Nutrition Facts : Calories 702.5 calories, Carbohydrate 84.5 g, Fat 35.1 g, Fiber 6 g, Protein 15.6 g, SaturatedFat 7.8 g, Sodium 1554.8 mg, Sugar 48.5 g
VEGAN MEATBALLS (NO TVP OR SOY)
I've been playing around with making 'meatballs' using some ingredients/techniques I've seen from other recipes. this is a nice substitute for regular meatballs, but don't drop them into a pot of sauce to cook... they'll fall apart after a while! I used Nutritional Yeast Flakes which you could totally make this recipe without. It has a kind of 'cheese' flavor which I like in meatballs :-)
Provided by CHRISSYG
Categories Meatballs
Time 40m
Yield 3-4 serving(s)
Number Of Ingredients 12
Steps:
- preheat oven to 350 degrees F.
- combine all ingredients in a bowl. With your hands bruise/mash the lentils a bit, but not to the point that there all mushy.
- using a small ice cream scoop (or with wet hands) roll out golfball sized balls. (slightly smaller).
- *continue to dampen hands when doing this -- the mixture is sticky.
- place on a lightly oiled cookie sheet and bake 15 minutes.
- Turn over and bake an addional 15 minutes.
- Serve topped with a nice vegetarian/vegan marinara.
VEGAN BEEFLESS BURGERS OR MEATBALLS
A tasty meat substitution for vegans, this mixture can be used in place of hamburger in almost any recipe
Provided by Meghan
Categories Grains
Time 40m
Yield 6 patties
Number Of Ingredients 12
Steps:
- Combine all ingredients.
- Mix well.
- Use large ice cream scoop to measure out 6 patties, or divide mixture into six equal portions.
- Fry, or place on greased baking sheet, bake at 350 degrees 20-30 minutes, turning once.
- Be careful not to over-bake, since it will make the burgers dry.
- These may be brushed with BBQ sauce 5 minutes before removing from oven.
- Serve on a whole wheat bun with all the trimmings, lettuce, tomato, onion, pickles, etc.
- Or use your hands or a 1 ounce ice cream type scoop to form meatballs and bake at 350 degrees for 20 minutes.

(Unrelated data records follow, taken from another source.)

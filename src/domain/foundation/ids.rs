//! Strongly-typed identifier value objects.

use serde::{Deserialize, Serialize};
use std::fmt;
use std::str::FromStr;
use uuid::Uuid;

/// Unique identifier for one analyst's browser session.
#[derive(Debug, Clone, Copy, PartialEq, Eq, Hash, Serialize, Deserialize)]
#[serde(transparent)]
pub struct SessionId(Uuid);

impl SessionId {
    /// Creates a new random SessionId.
    pub fn new() -> Self {
        Self(Uuid::new_v4())
    }

    /// Creates a SessionId from an existing UUID.
    pub fn from_uuid(uuid: Uuid) -> Self {
        Self(uuid)
    }

    /// Returns the inner UUID.
    pub fn as_uuid(&self) -> &Uuid {
        &self.0
    }
}

impl Default for SessionId {
    fn default() -> Self {
        Self::new()
    }
}

impl fmt::Display for SessionId {
    fn fmt(&self, f: &mut fmt::Formatter<'_>) -> fmt::Result {
        write!(f, "{}", self.0)
    }
}

impl FromStr for SessionId {
    type Err = uuid::Error;

    fn from_str(s: &str) -> Result<Self, Self::Err> {
        Ok(Self(Uuid::parse_str(s)?))
    }
}
//! Test doubles shared by handler and screen tests.

use crate::ports::{HashError, PasswordHasher};

/// Reversible stand-in for bcrypt so tests stay fast.
pub(crate) struct PlainHasher;

impl PasswordHasher for PlainHasher {
    fn hash(&self, password: &str) -> Result<String, HashError> {
        Ok(format!("plain:{}", password))
    }

    fn verify(&self, password: &str, hash: &str) -> Result<bool, HashError> {
        hash.strip_prefix("plain:")
            .map(|stored| stored == password)
            .ok_or_else(|| HashError("not a plain hash".to_string()))
    }
}
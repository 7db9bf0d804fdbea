//! User store adapters.

mod csv_file;
mod in_memory;

pub use csv_file::CsvUserStore;
pub use in_memory::InMemoryUserStore;
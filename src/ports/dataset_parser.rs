//! DatasetParser port - turns uploaded bytes into a [`Dataset`].

use crate::domain::dataset::Dataset;
use crate::domain::foundation::DomainError;

/// Port for one upload format.
///
/// # Contract
///
/// Implementations must:
/// - Take the first row as headers and reject empty or duplicate names
/// - Infer each column's kind from its non-empty cells
/// - Fail with `ErrorCode::ParseFailed` rather than returning a partial dataset
/// - Leave capacity checks to the caller
pub trait DatasetParser: Send + Sync {
    /// True when this parser handles the file's extension.
    fn supports(&self, filename: &str) -> bool;

    fn parse(&self, bytes: &[u8], filename: &str) -> Result<Dataset, DomainError>;
}

/// Lower-cased extension of `filename`, if any.
pub fn extension_of(filename: &str) -> Option<String> {
    std::path::Path::new(filename)
        .extension()
        .and_then(|ext| ext.to_str())
        .map(str::to_ascii_lowercase)
}

#[cfg(test)]
mod tests {
    use super::*;

    #[test]
    fn extension_is_lowercased() {
        assert_eq!(extension_of("Line.XLSX"), Some("xlsx".to_string()));
        assert_eq!(extension_of("defects.csv"), Some("csv".to_string()));
        assert_eq!(extension_of("README"), None);
    }
}
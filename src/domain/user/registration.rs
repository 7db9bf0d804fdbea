//! Registration input rules.

use once_cell::sync::Lazy;
use regex::Regex;

use super::errors::RegistrationIssue;

pub const MIN_USERNAME_LEN: usize = 4;
pub const MIN_PASSWORD_LEN: usize = 8;

static EMAIL_PATTERN: Lazy<Option<Regex>> =
    Lazy::new(|| Regex::new(r"^[a-zA-Z0-9._%+-]+@[a-zA-Z0-9.-]+\.[a-zA-Z]{2,}$").ok());

/// Sign-up form as submitted.
#[derive(Debug, Clone, PartialEq, Eq)]
pub struct RegistrationForm {
    pub username: String,
    pub email: String,
    pub password: String,
    pub confirm_password: String,
}

impl RegistrationForm {
    /// Checks every rule and reports all failures.
    ///
    /// A confirmation mismatch is reported alone since the other password
    /// rules are meaningless until both entries agree.
    pub fn validate(&self) -> Result<(), Vec<RegistrationIssue>> {
        if self.password != self.confirm_password {
            return Err(vec![RegistrationIssue::PasswordMismatch]);
        }

        let mut issues = Vec::new();
        let username = self.username.trim();
        if username.chars().count() < MIN_USERNAME_LEN {
            issues.push(RegistrationIssue::UsernameTooShort);
        }
        if !username.chars().all(char::is_alphanumeric) {
            issues.push(RegistrationIssue::UsernameNotAlphanumeric);
        }
        if !is_valid_email(&self.email) {
            issues.push(RegistrationIssue::InvalidEmail);
        }
        issues.extend(password_issues(&self.password));

        if issues.is_empty() {
            Ok(())
        } else {
            Err(issues)
        }
    }
}

pub fn is_valid_email(email: &str) -> bool {
    EMAIL_PATTERN
        .as_ref()
        .is_some_and(|re| re.is_match(email.trim()))
}

pub fn password_issues(password: &str) -> Vec<RegistrationIssue> {
    let mut issues = Vec::new();
    if password.chars().count() < MIN_PASSWORD_LEN {
        issues.push(RegistrationIssue::PasswordTooShort);
    }
    if !password.chars().any(|c| c.is_ascii_digit()) {
        issues.push(RegistrationIssue::PasswordMissingDigit);
    }
    if !password.chars().any(char::is_uppercase) {
        issues.push(RegistrationIssue::PasswordMissingUppercase);
    }
    issues
}

#[cfg(test)]
mod tests {
    use super::*;

    fn form(username: &str, email: &str, password: &str, confirm: &str) -> RegistrationForm {
        RegistrationForm {
            username: username.to_string(),
            email: email.to_string(),
            password: password.to_string(),
            confirm_password: confirm.to_string(),
        }
    }

    #[test]
    fn valid_form_passes() {
        assert!(form("ana01", "ana@example.com", "Secret123", "Secret123").validate().is_ok());
    }

    #[test]
    fn short_username_is_rejected() {
        let issues = form("ana", "ana@example.com", "Secret123", "Secret123").validate().unwrap_err();
        assert_eq!(issues, vec![RegistrationIssue::UsernameTooShort]);
    }

    #[test]
    fn non_alphanumeric_username_is_rejected() {
        let issues = form("ana_01", "ana@example.com", "Secret123", "Secret123").validate().unwrap_err();
        assert_eq!(issues, vec![RegistrationIssue::UsernameNotAlphanumeric]);
    }

    #[test]
    fn bad_email_is_rejected() {
        for email in ["ana", "ana@example", "ana@@example.com", "ana@example.c"] {
            let issues = form("ana01", email, "Secret123", "Secret123").validate().unwrap_err();
            assert_eq!(issues, vec![RegistrationIssue::InvalidEmail], "{}", email);
        }
    }

    #[test]
    fn password_rules_are_each_reported() {
        assert_eq!(
            form("ana01", "ana@example.com", "Sh0rt", "Sh0rt").validate().unwrap_err(),
            vec![RegistrationIssue::PasswordTooShort]
        );
        assert_eq!(
            form("ana01", "ana@example.com", "NoDigitsHere", "NoDigitsHere").validate().unwrap_err(),
            vec![RegistrationIssue::PasswordMissingDigit]
        );
        assert_eq!(
            form("ana01", "ana@example.com", "lowercase1", "lowercase1").validate().unwrap_err(),
            vec![RegistrationIssue::PasswordMissingUppercase]
        );
    }

    #[test]
    fn mismatched_confirmation_is_reported_alone() {
        let issues = form("a", "bad", "Secret123", "Secret124").validate().unwrap_err();
        assert_eq!(issues, vec![RegistrationIssue::PasswordMismatch]);
    }

    #[test]
    fn multiple_failures_are_collected() {
        let issues = form("a!", "bad", "short", "short").validate().unwrap_err();
        assert!(issues.contains(&RegistrationIssue::UsernameTooShort));
        assert!(issues.contains(&RegistrationIssue::UsernameNotAlphanumeric));
        assert!(issues.contains(&RegistrationIssue::InvalidEmail));
        assert!(issues.contains(&RegistrationIssue::PasswordTooShort));
    }
}
//! HTTP middleware for axum.
//!
//! - `session` - Session token middleware and extractor

pub mod session;

pub use session::{session_middleware, ActiveSession, RequireSession, SessionRejection, SESSION_HEADER};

- Serve with spaghetti sauce and pasta.
Tips:
- Use a food processor to grind the walnuts and oats. This will help create a smooth and even texture for the meatballs.
- Be sure to drain the tofu well before using it. This will help remove excess moisture and prevent the meatballs from becoming too soft.
- Don't overcook the meatballs. They should be cooked through, but still slightly tender in the center.
- Serve the meatballs with your favorite sauce. They are great with a simple tomato sauce, or you can try something more creative, like a mushroom or pesto sauce.
Conclusion:
These vegan meatballs are a delicious and healthy alternative to traditional meatballs. They are made with simple ingredients and can be easily customized to your liking. Whether you are a vegan or just looking for a healthier option, these meatballs are sure to please.